Feeding Green Beans To Bristlenose Plecos (Bushynose Plecos)

Green beans are often suggested as a good food to feed your bristlenose plecos (also known as bushynose plecos). I’ve always fed them to mine, and they honestly really love them. “If it ain’t broke don’t fix it” – I get that. Although, it’s always fun to examine the consensus to see if we, as fishkeepers, can do something different. After all, sometimes when we try something different, we discover something better.

Why Bother Feeding Bristlenose Plecos Vegetables?

It’s a good question. Because you can feed commercial “algae” wafers to your bristlenoses and they’ll love them. The nutrition in the Hikari wafers (affiliate link), for example, is very good.

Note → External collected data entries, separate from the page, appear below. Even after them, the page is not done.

impl Request {
    pub fn command(&self) -> Command {
        match self {
            Request::Version { .. } => Command::Version,
            Request::Login { .. } => Command::Login,
            Request::Ping { .. } => Command::Ping,
            Request::TestFragmentSize { .. } => Command::TestFragmentSize,
            Request::SetOptions(_) => Command::SetOptions,
            Request::TestUpstreamEncoder { .. } => Command::TestUpstreamEncoder,
            Request::TestDownstreamEncoder { .. } => Command::TestDownstreamEncoder,
            Request::Packet { .. } => Command::Packet,
            Request::TestMultiQuery { .. } => Command::TestMultiQuery,
        }
    }

    /// Build a cache-busting ping
    pub fn ping() -> Self {
        Request::Ping { nonce: rand::random() }
    }

    /// Encoder used for this request's payload, `None` when sent raw
    pub fn payload_encoder(&self, upstream: Encoder) -> Option<Encoder> {
        match self.command() {
            Command::Packet | Command::Ping => Some(upstream),
            Command::TestUpstreamEncoder => None,
            _ => Some(Encoder::Base32),
        }
    }

    fn payload(&self) -> Vec<u8> {
        let mut buf = BytesMut::new();
        match self {
            Request::Version {
                client_version,
                nonce,
            } => {
                buf.put_u32(*client_version);
                buf.put_u32(*nonce);
            }
            Request::Login { token } => buf.put_slice(token),
            Request::Ping { nonce } => buf.put_u16(*nonce),
            Request::TestFragmentSize { size, nonce } => {
                buf.put_u32(*size);
                buf.put_u16(*nonce);
            }
            Request::SetOptions(options) => options.write(&mut buf),
            Request::TestUpstreamEncoder { pattern } => buf.put_slice(pattern),
            Request::TestDownstreamEncoder { encoder } => buf.put_u8(encoder.code()),
            Request::Packet {
                nonce,
                last_acked,
                packet,
            } => {
                buf.put_u16(*nonce);
                put_packet(&mut buf, *last_acked, packet.as_ref());
            }
            Request::TestMultiQuery { index, nonce } => {
                buf.put_u8(*index);
                buf.put_u16(*nonce);
            }
        }
        buf.to_vec()
    }

    /// Undotted query text for this request (the part in front of the domain)
    pub fn to_text(&self, user_id: Option<u16>, upstream: Encoder) -> Result<Vec<u8>> {
        let command = self.command();
        let mut text = vec![command.code()];

        if command.requires_user() {
            let id = user_id.ok_or_else(|| {
                TunnelError::InvalidConfig(format!("{:?} needs an established session", command))
            })?;
            text.extend_from_slice(&Encoder::Base32.encode(&id.to_be_bytes()));
        } else {
            let mut rng = rand::thread_rng();
            for _ in 0..CACHE_BUST_CHARS {
                text.push(BASE32_ALPHABET[rng.gen_range(0..BASE32_ALPHABET.len())]);
            }
        }

        let payload = self.payload();
        match self.payload_encoder(upstream) {
            Some(encoder) => text.extend_from_slice(&encoder.encode(&payload)),
            None => text.extend_from_slice(&payload),
        }
        Ok(text)
    }

    /// Decode a request payload once its command and session are known
    pub fn decode(command: Command, payload: &[u8], upstream: Encoder) -> Result<Self> {
        let raw;
        let mut buf: &[u8] = match command {
            Command::TestUpstreamEncoder => payload,
            Command::Packet | Command::Ping => {
                raw = upstream.decode(payload)?;
                &raw
            }
            _ => {
                raw = Encoder::Base32.decode(payload)?;
                &raw
            }
        };

        let request = match command {
            Command::Version => {
                need(buf, 8)?;
                Request::Version {
                    client_version: buf.get_u32(),
                    nonce: buf.get_u32(),
                }
            }
            Command::Login => {
                need(buf, LOGIN_TOKEN_LEN)?;
                let mut token = [0u8; LOGIN_TOKEN_LEN];
                buf.copy_to_slice(&mut token);
                Request::Login { token }
            }
            Command::Ping => {
                need(buf, 2)?;
                Request::Ping { nonce: buf.get_u16() }
            }
            Command::TestFragmentSize => {
                need(buf, 6)?;
                Request::TestFragmentSize {
                    size: buf.get_u32(),
                    nonce: buf.get_u16(),
                }
            }
            Command::SetOptions => Request::SetOptions(SessionOptions::read(&mut buf)?),
            Command::TestUpstreamEncoder => Request::TestUpstreamEncoder {
                pattern: buf.to_vec(),
            },
            Command::TestDownstreamEncoder => {
                need(buf, 1)?;
                Request::TestDownstreamEncoder {
                    encoder: get_encoder(buf.get_u8())?,
                }
            }
            Command::Packet => {
                need(buf, 2)?;
                let nonce = buf.get_u16();
                let (last_acked, packet) = get_packet(&mut buf)?;
                Request::Packet {
                    nonce,
                    last_acked,
                    packet,
                }
            }
            Command::TestMultiQuery => {
                need(buf, 3)?;
                Request::TestMultiQuery {
                    index: buf.get_u8(),
                    nonce: buf.get_u16(),
                }
            }
            Command::Error => return Err(TunnelError::UnknownCommand(command.code())),
        };
        Ok(request)
    }
}

/// Split undotted query text into command, user id and payload text
pub fn split_request(text: &[u8]) -> Result<(Command, Option<u16>, &[u8])> {
    let (&code, rest) = text
        .split_first()
        .ok_or_else(|| malformed("empty request name"))?;
    let command = Command::from_code(code).ok_or(TunnelError::UnknownCommand(code))?;

    if command.requires_user() {
        if rest.len() < USER_ID_CHARS {
            return Err(DecodeError::Truncated {
                needed: USER_ID_CHARS,
                available: rest.len(),
            }
            .into());
        }
        let id = Encoder::Base32.decode(&rest[..USER_ID_CHARS])?;
        if id.len() != 2 {
            return Err(malformed("user id is not 16 bits"));
        }
        Ok((
            command,
            Some(u16::from_be_bytes([id[0], id[1]])),
            &rest[USER_ID_CHARS..],
        ))
    } else {
        if rest.len() < CACHE_BUST_CHARS {
            return Err(malformed("request name too short"));
        }
        Ok((command, None, &rest[CACHE_BUST_CHARS..]))
    }
}

/// A server response
#[derive(Debug, Clone, PartialEq, Eq)]
pub enum Response {
    Version {
        server_version: u32,
        user_id: u16,
    },
    Login,
    Ping,
    TestFragmentSize {
        honored: u32,
        pattern: Vec<u8>,
    },
    SetOptions,
    TestUpstreamEncoder {
        pattern: Vec<u8>,
    },
    TestDownstreamEncoder {
        encoder: Encoder,
        canary: Vec<u8>,
    },
    Packet {
        last_acked: Option<u16>,
        packet: Option<Packet>,
    },
    TestMultiQuery {
        index: u8,
    },
    Error(WireError),
}

impl Response {
    pub fn command(&self) -> Command {
        match self {
            Response::Version { .. } => Command::Version,
            Response::Login => Command::Login,
            Response::Ping => Command::Ping,
            Response::TestFragmentSize { .. } => Command::TestFragmentSize,
            Response::SetOptions => Command::SetOptions,
            Response::TestUpstreamEncoder { .. } => Command::TestUpstreamEncoder,
            Response::TestDownstreamEncoder { .. } => Command::TestDownstreamEncoder,
            Response::Packet { .. } => Command::Packet,
            Response::TestMultiQuery { .. } => Command::TestMultiQuery,
            Response::Error(_) => Command::Error,
        }
    }

    /// Serialize as `<code><encoded payload>` ready for the record packer
    pub fn to_bytes(&self, downstream: Encoder) -> Vec<u8> {
        let mut out = vec![self.command().code()];
        let mut buf = BytesMut::new();
        let encoder = match self {
            Response::Version {
                server_version,
                user_id,
            } => {
                buf.put_u32(*server_version);
                buf.put_u16(*user_id);
                Encoder::Base32
            }
            Response::Login | Response::Ping | Response::SetOptions => downstream,
            Response::TestFragmentSize { honored, pattern } => {
                buf.put_u32(*honored);
                buf.put_slice(pattern);
                downstream
            }
            Response::TestUpstreamEncoder { pattern } => {
                buf.put_slice(pattern);
                Encoder::Base32
            }
            Response::TestDownstreamEncoder { encoder, canary } => {
                buf.put_slice(canary);
                *encoder
            }
            Response::Packet { last_acked, packet } => {
                put_packet(&mut buf, *last_acked, packet.as_ref());
                downstream
            }
            Response::TestMultiQuery { index } => {
                buf.put_u8(*index);
                downstream
            }
            Response::Error(err) => {
                out.extend_from_slice(err.token().as_bytes());
                return out;
            }
        };
        out.extend_from_slice(&encoder.encode(&buf));
        out
    }

    /// Decode the response to `request`. The leading code must match the
    /// request's command; an `Error` response becomes [`TunnelError::Remote`].
    pub fn decode(request: &Request, data: &[u8], downstream: Encoder) -> Result<Self> {
        let (&code, text) = data.split_first().ok_or(TunnelError::NoAnswer)?;
        let command = Command::from_code(code).ok_or(TunnelError::UnknownCommand(code))?;

        if command == Command::Error {
            let err = WireError::from_token(text).ok_or_else(|| {
                malformed(format!(
                    "unknown error token {:?}",
                    String::from_utf8_lossy(text)
                ))
            })?;
            return Err(TunnelError::Remote(err));
        }
        let expected = request.command();
        if command != expected {
            return Err(TunnelError::CommandMismatch {
                expected: expected.code() as char,
                got: code as char,
            });
        }

        let encoder = match request {
            Request::Version { .. } | Request::TestUpstreamEncoder { .. } => Encoder::Base32,
            Request::TestDownstreamEncoder { encoder } => *encoder,
            _ => downstream,
        };
        let raw = encoder.decode(text)?;
        if expected.expects_empty_reply() && !raw.is_empty() {
            return Err(malformed(format!(
                "{:?} reply carries {} unexpected bytes",
                expected,
                raw.len()
            )));
        }
        let mut buf: &[u8] = &raw;

        let response = match request {
            Request::Version { .. } => {
                need(buf, 6)?;
                Response::Version {
                    server_version: buf.get_u32(),
                    user_id: buf.get_u16(),
                }
            }
            Request::Login { .. } => Response::Login,
            Request::Ping { .. } => Response::Ping,
            Request::SetOptions(_) => Response::SetOptions,
            Request::TestFragmentSize { .. } => {
                need(buf, 4)?;
                let honored = buf.get_u32();
                Response::TestFragmentSize {
                    honored,
                    pattern: buf.to_vec(),
                }
            }
            Request::TestUpstreamEncoder { .. } => Response::TestUpstreamEncoder {
                pattern: buf.to_vec(),
            },
            Request::TestDownstreamEncoder { encoder } => Response::TestDownstreamEncoder {
                encoder: *encoder,
                canary: buf.to_vec(),
            },
            Request::Packet { .. } => {
                let (last_acked, packet) = get_packet(&mut buf)?;
                Response::Packet { last_acked, packet }
            }
            Request::TestMultiQuery { .. } => {
                need(buf, 1)?;
                Response::TestMultiQuery {
                    index: buf.get_u8(),
                }
            }
        };
        Ok(response)
    }
}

Furthermore, commercial food simply isn’t as messy as throwing vegetables into your aquarium!

So, you might be thinking, “Oof, I’m not going to bother feeding green beans to my plecos!”

canned green beans are a good food for bristlenose plecos

Well, hold the phone, because I have some pros that might just outweigh the cons for you.

Observation! That’s my favorite reason for feeding veggies to plecos.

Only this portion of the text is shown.